Volume 9 Number 11 November 11 - December 9 2013

Emperor penguin standing on the ice, 15 July 1935. Image taken by Herbert Ponting during the British Antarctic Expedition 1910-13 Lantern Slide with Priestley’s handwriting. Raymond Priestley Lantern Slides, Department of Geology, University of Melbourne 1980.0030 LS/127 University of Melbourne Archives.
Emperor penguin standing on the ice, 15 July 1935. Image taken by Herbert Ponting during the British Antarctic Expedition 1910-13 Lantern Slide with Priestley’s handwriting. Raymond Priestley Lantern Slides, Department of Geology, University of Melbourne 1980.0030 LS/127 University of Melbourne Archives.

 

Melbourne’s first Vice-Chancellor was an intrepid polar expeditioner, and left a legacy of thousands of ‘magic lantern slides’ of photos taken during his Antarctic voyages. By Katherine Smith.

Vice-Chancellors of universities these days tend to be men and women of the intellect, with academic backgrounds in public policy and leadership, and keen political sensibilities that help them guide their institutions through the intricacies of higher education governance.

But Melbourne’s first paid Vice-Chancellor, Raymond Priestley, who officiated between 1934-38 and was a geologist by profession, was originally a polar explorer!

Priestley participated in two Antarctic expeditions, the British Antarctic ‘Nimrod’ Expedition of 1907–1909 led by Sir Ernest Shackleton, and the British Antarctic ‘Terra Nova’ Expedition of 1910–1913 led by Robert Scott where he served as a meteorologist.

Among the Department of Geology Collection held by the University of Melbourne Archives (UMA) are several thousand glass-plate negatives as well as an extensive collection of teaching lantern slide sets and lantern slides.

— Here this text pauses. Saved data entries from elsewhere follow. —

//! Video encoding configuration.

use schemars::JsonSchema;
use serde::{Deserialize, Serialize};

/// Default video codec (H.264)
pub const DEFAULT_VIDEO_CODEC: &str = "libx264";
/// Default audio codec
pub const DEFAULT_AUDIO_CODEC: &str = "aac";
/// Default encoding preset
pub const DEFAULT_PRESET: &str = "veryfast";
/// Default CRF (Constant Rate Factor)
pub const DEFAULT_CRF: u8 = 18;
/// Default audio bitrate
pub const DEFAULT_AUDIO_BITRATE: &str = "192k";
/// Default pixel format
pub const DEFAULT_PIXEL_FORMAT: &str = "yuv420p";
/// Audio sample rate all program audio is resampled to
pub const DEFAULT_SAMPLE_RATE: u32 = 48_000;

/// Reel output height in pixels
pub const DEFAULT_TARGET_HEIGHT: u32 = 1920;
/// Reel output frame rate
pub const DEFAULT_FPS: u32 = 30;

/// Cover frame offset into the clip, in seconds
pub const COVER_OFFSET_SECS: f64 = 1.0;

/// Video encoding configuration.
#[derive(Debug, Clone, PartialEq, Serialize, Deserialize, JsonSchema)]
pub struct EncodingConfig {
    /// Video codec (e.g., "libx264")
    #[serde(default = "default_video_codec")]
    pub codec: String,

    /// Encoding preset (e.g., "veryfast", "medium")
    #[serde(default = "default_preset")]
    pub preset: String,

    /// Constant Rate Factor (quality, 0-51, lower is better)
    #[serde(default = "default_crf")]
    pub crf: u8,

    /// Output pixel format
    #[serde(default = "default_pixel_format")]
    pub pixel_format: String,

    /// Audio codec
    #[serde(default = "default_audio_codec")]
    pub audio_codec: String,

    /// Audio bitrate
    #[serde(default = "default_audio_bitrate")]
    pub audio_bitrate: String,

    /// Additional FFmpeg output arguments
    #[serde(default)]
    pub extra_args: Vec<String>,
}

fn default_video_codec() -> String {
    DEFAULT_VIDEO_CODEC.to_string()
}
fn default_preset() -> String {
    DEFAULT_PRESET.to_string()
}
fn default_crf() -> u8 {
    DEFAULT_CRF
}
fn default_pixel_format() -> String {
    DEFAULT_PIXEL_FORMAT.to_string()
}
fn default_audio_codec() -> String {
    DEFAULT_AUDIO_CODEC.to_string()
}
fn default_audio_bitrate() -> String {
    DEFAULT_AUDIO_BITRATE.to_string()
}

impl Default for EncodingConfig {
    fn default() -> Self {
        Self {
            codec: DEFAULT_VIDEO_CODEC.to_string(),
            preset: DEFAULT_PRESET.to_string(),
            crf: DEFAULT_CRF,
            pixel_format: DEFAULT_PIXEL_FORMAT.to_string(),
            audio_codec: DEFAULT_AUDIO_CODEC.to_string(),
            audio_bitrate: DEFAULT_AUDIO_BITRATE.to_string(),
            extra_args: Vec::new(),
        }
    }
}

impl EncodingConfig {
    /// Video-only encoder arguments.
    pub fn video_args(&self) -> Vec<String> {
        vec![
            "-c:v".to_string(),
            self.codec.clone(),
            "-preset".to_string(),
            self.preset.clone(),
            "-crf".to_string(),
            self.crf.to_string(),
            "-pix_fmt".to_string(),
            self.pixel_format.clone(),
        ]
    }

    /// Audio-only encoder arguments.
    pub fn audio_args(&self) -> Vec<String> {
        vec![
            "-c:a".to_string(),
            self.audio_codec.clone(),
            "-b:a".to_string(),
            self.audio_bitrate.clone(),
        ]
    }

    /// Convert to FFmpeg command arguments.
    pub fn to_ffmpeg_args(&self) -> Vec<String> {
        let mut args = self.video_args();
        args.extend(self.audio_args());
        args.extend(self.extra_args.clone());
        args
    }
}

Project Archivists Christine Elias and Emily Lochowicz says that within this collection there is a discrete set of 1339 lantern slides which were used by Sir Raymond during his Australian lectures on polar exploration.

Illustrated ublic lectures for education and entertainment were common at the time, and Priestley took his slides and presentations on the road, mostly in Melbourne and regional Victoria.

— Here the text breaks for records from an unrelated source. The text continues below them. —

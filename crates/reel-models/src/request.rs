//! Caller-supplied reel job requests.

use schemars::JsonSchema;
use serde::{Deserialize, Serialize};
use std::fmt;
use thiserror::Error;

use crate::AspectRatio;

/// Shortest reel the single-clip path will render, in seconds.
pub const MIN_SINGLE_DURATION_SECS: f64 = 3.0;

/// How the sources of a job are assembled.
#[derive(Debug, Clone, Copy, PartialEq, Eq, Hash, Default, Serialize, Deserialize, JsonSchema)]
#[serde(rename_all = "snake_case")]
pub enum ReelMode {
    /// One window from the first source
    #[default]
    Single,
    /// Several segments concatenated, optionally crossfaded
    Montage,
}

impl ReelMode {
    pub fn as_str(&self) -> &'static str {
        match self {
            ReelMode::Single => "single",
            ReelMode::Montage => "montage",
        }
    }
}

impl fmt::Display for ReelMode {
    fn fmt(&self, f: &mut fmt::Formatter<'_>) -> fmt::Result {
        f.write_str(self.as_str())
    }
}

/// Post-processing options, carried but not applied yet.
#[derive(Debug, Clone, Default, PartialEq, Serialize, Deserialize, JsonSchema)]
#[serde(default)]
pub struct Postpass {
    pub nano_banana: bool,
    pub tone: Option<String>,
}

/// A reel rendering request.
///
/// Every field has a default so partial JSON bodies deserialize.
#[derive(Debug, Clone, PartialEq, Serialize, Deserialize, JsonSchema)]
#[serde(default)]
pub struct JobRequest {
    /// Single source reference (local path, http(s) URL, or bucket URI)
    pub video_url: Option<String>,
    /// Ordered source references; takes precedence over `video_url`
    pub video_urls: Vec<String>,
    /// Directory to pick source videos from
    pub directory: Option<String>,
    /// Maximum number of source files considered
    pub max_files: usize,
    /// Per-segment duration in montage mode
    pub per_segment_sec: f64,
    /// Montage crossfade duration; `None` or zero concatenates
    pub crossfade_sec: Option<f64>,

    /// Background music reference
    pub music_url: Option<String>,
    /// Music gain in dB
    pub music_gain_db: f64,
    /// Duck music under program audio
    pub duck_music: bool,
    /// Replace program audio with the music track
    pub music_only: bool,
    pub end_with_low: bool,

    pub mode: ReelMode,
    pub target_duration_sec: f64,
    pub min_duration_sec: f64,
    pub max_duration_sec: f64,
    pub aspect: AspectRatio,

    pub speech_mode: bool,
    pub music_mode: bool,
    /// Number of candidate windows to score and report
    pub top_k_candidates: usize,
    pub keywords: Vec<String>,
    pub brand_faces_whitelist: Vec<String>,
    pub crop_safe_margin_pct: f64,
    pub postpass: Postpass,
    pub webhook_url: Option<String>,
}

impl Default for JobRequest {
    fn default() -> Self {
        Self {
            video_url: None,
            video_urls: Vec::new(),
            directory: None,
            max_files: 12,
            per_segment_sec: 3.0,
            crossfade_sec: None,
            music_url: None,
            music_gain_db: -8.0,
            duck_music: true,
            music_only: false,
            end_with_low: true,
            mode: ReelMode::Single,
            target_duration_sec: 15.0,
            min_duration_sec: 9.0,
            max_duration_sec: 20.0,
            aspect: AspectRatio::PORTRAIT,
            speech_mode: true,
            music_mode: false,
            top_k_candidates: 3,
            keywords: Vec::new(),
            brand_faces_whitelist: Vec::new(),
            crop_safe_margin_pct: 0.05,
            postpass: Postpass::default(),
            webhook_url: None,
        }
    }
}

impl JobRequest {
    /// Request for a single source reference.
    pub fn for_video(url: impl Into<String>) -> Self {
        Self {
            video_url: Some(url.into()),
            ..Default::default()
        }
    }

    /// Montage request over several source references.
    pub fn montage<I, S>(urls: I) -> Self
    where
        I: IntoIterator<Item = S>,
        S: Into<String>,
    {
        Self {
            video_urls: urls.into_iter().map(Into::into).collect(),
            mode: ReelMode::Montage,
            ..Default::default()
        }
    }

    /// Whether any source reference is present.
    pub fn has_source(&self) -> bool {
        non_blank(self.video_url.as_deref())
            || self.video_urls.iter().any(|u| !u.trim().is_empty())
            || non_blank(self.directory.as_deref())
    }

    /// Ordered explicit source references (`video_urls` wins over `video_url`).
    pub fn source_refs(&self) -> Vec<String> {
        let urls: Vec<String> = self
            .video_urls
            .iter()
            .map(|u| u.trim())
            .filter(|u| !u.is_empty())
            .map(str::to_string)
            .collect();
        if !urls.is_empty() {
            return urls;
        }
        self.video_url
            .as_deref()
            .map(str::trim)
            .filter(|u| !u.is_empty())
            .map(|u| vec![u.to_string()])
            .unwrap_or_default()
    }

    /// Music reference, if any.
    pub fn music_ref(&self) -> Option<&str> {
        self.music_url
            .as_deref()
            .map(str::trim)
            .filter(|u| !u.is_empty())
    }

    /// Crossfade duration when one should actually be applied.
    pub fn effective_crossfade(&self) -> Option<f64> {
        self.crossfade_sec.filter(|d| *d > 0.0)
    }

    /// Target duration capped by `max_duration_sec`, never below
    /// [`MIN_SINGLE_DURATION_SECS`].
    ///
    /// `min_duration_sec` is not enforced here: an explicit short target wins.
    pub fn clamped_target_duration(&self) -> f64 {
        self.target_duration_sec
            .min(self.max_duration_sec)
            .max(MIN_SINGLE_DURATION_SECS)
    }

    /// Validate the request before a job is created for it.
    pub fn validate(&self) -> Result<(), RequestError> {
        if !self.has_source() {
            return Err(RequestError::NoSource);
        }

        for (field, value) in [
            ("target_duration_sec", self.target_duration_sec),
            ("min_duration_sec", self.min_duration_sec),
            ("max_duration_sec", self.max_duration_sec),
            ("per_segment_sec", self.per_segment_sec),
        ] {
            if !value.is_finite() || value <= 0.0 {
                return Err(RequestError::NonPositive { field, value });
            }
        }

        if self.min_duration_sec > self.max_duration_sec {
            return Err(RequestError::InvalidBounds {
                min: self.min_duration_sec,
                max: self.max_duration_sec,
            });
        }

        if let Some(xfade) = self.crossfade_sec {
            if !xfade.is_finite() || xfade < 0.0 || xfade >= self.per_segment_sec {
                return Err(RequestError::InvalidCrossfade {
                    crossfade: xfade,
                    segment: self.per_segment_sec,
                });
            }
        }

        if !self.music_gain_db.is_finite() {
            return Err(RequestError::Invalid("music_gain_db must be finite".into()));
        }

        if self.max_files == 0 {
            return Err(RequestError::Invalid("max_files must be at least 1".into()));
        }

        if !(0.0..0.5).contains(&self.crop_safe_margin_pct) {
            return Err(RequestError::Invalid(format!(
                "crop_safe_margin_pct must be in [0, 0.5), got {}",
                self.crop_safe_margin_pct
            )));
        }

        Ok(())
    }
}

fn non_blank(value: Option<&str>) -> bool {
    value.is_some_and(|v| !v.trim().is_empty())
}

/// Request validation failures, reported synchronously at submission.
#[derive(Debug, Clone, PartialEq, Error)]
pub enum RequestError {
    #[error("Provide 'video_url' or 'video_urls' or 'directory'")]
    NoSource,

    #[error("{field} must be a positive number, got {value}")]
    NonPositive { field: &'static str, value: f64 },

    #[error("min_duration_sec ({min}) exceeds max_duration_sec ({max})")]
    InvalidBounds { min: f64, max: f64 },

    #[error(
        "crossfade_sec ({crossfade}) must be >= 0 and shorter than per_segment_sec ({segment})"
    )]
    InvalidCrossfade { crossfade: f64, segment: f64 },

    #[error("Invalid request: {0}")]
    Invalid(String),
}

The magic lantern was an early type of image projector that used mirrors to concentrate light onto a small glass plate – the lantern slide. The slide contained an image or photograph which was then projected onto a screen, often creating a slightly 3D effect. 

Ms Lochowicz says the slides complement the existing Raymond Edward Priestley Collection held by UMA, which includes his Australian Diary. 

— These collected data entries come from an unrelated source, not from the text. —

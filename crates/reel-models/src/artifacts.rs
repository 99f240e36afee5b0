//! Rendered artifact records.

use schemars::JsonSchema;
use serde::{Deserialize, Serialize};

use crate::Segment;

/// A scored window reported to callers as an alternative cut.
#[derive(Debug, Clone, Copy, PartialEq, Serialize, Deserialize, JsonSchema)]
pub struct CandidateWindow {
    pub start: f64,
    pub end: f64,
    pub score: f64,
}

impl From<&Segment> for CandidateWindow {
    fn from(segment: &Segment) -> Self {
        Self {
            start: segment.start,
            end: segment.end,
            score: segment.score,
        }
    }
}

/// Public paths of everything a job rendered.
///
/// Paths are `/photos/<relative>` URLs; absent artifacts serialize as `null`.
#[derive(Debug, Clone, Default, PartialEq, Serialize, Deserialize, JsonSchema)]
pub struct ArtifactPaths {
    pub best_reel_mp4: Option<String>,
    #[serde(default)]
    pub alt_candidates: Vec<CandidateWindow>,
    pub captions_srt: Option<String>,
    pub timeline_json: Option<String>,
    pub cover_jpg: Option<String>,
}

“According to the diary, Priestley travelled with three sets of slides for use in his lectures,” she says, “presenting general Antarctic topics, as well as details on the Scott and Shackleton expeditions, polar ice, polar animal life, psychological aspects of polar exploration, and Australian involvement in the Antarctic.

“Some of the photographs are from Priestley’s own camera as well as those by photographers Frank Hurley and Herbert George Ponting, surgeon George Murray Levick, geologist Frank Debenham, physicist Charles Seymour Wright, pilot and photographer Henry Cozens, surveyor and ornithologist Frederick Chapman, chief surveyor Alfred Stephenson, meteorologist Quintin Riley, and chief of scientific staff and biologist Edward Adrian Wilson.”

Ms Elias says Priestley annotated his slides by hand using a numbered sequence on the paper frame (there are also several which are printed or not numbered). While the slides are numbered up to 4066, the UMA collection is incomplete, comprising a total of only 1339 slides. 

 

She says an entry in Australian Diary from 1 November 1937 seems to indicate that after he decided he would never give historical lectures again, he commenced the task of sorting and weeding slides in the collection, with a view to donating the majority of them to the Geology Department.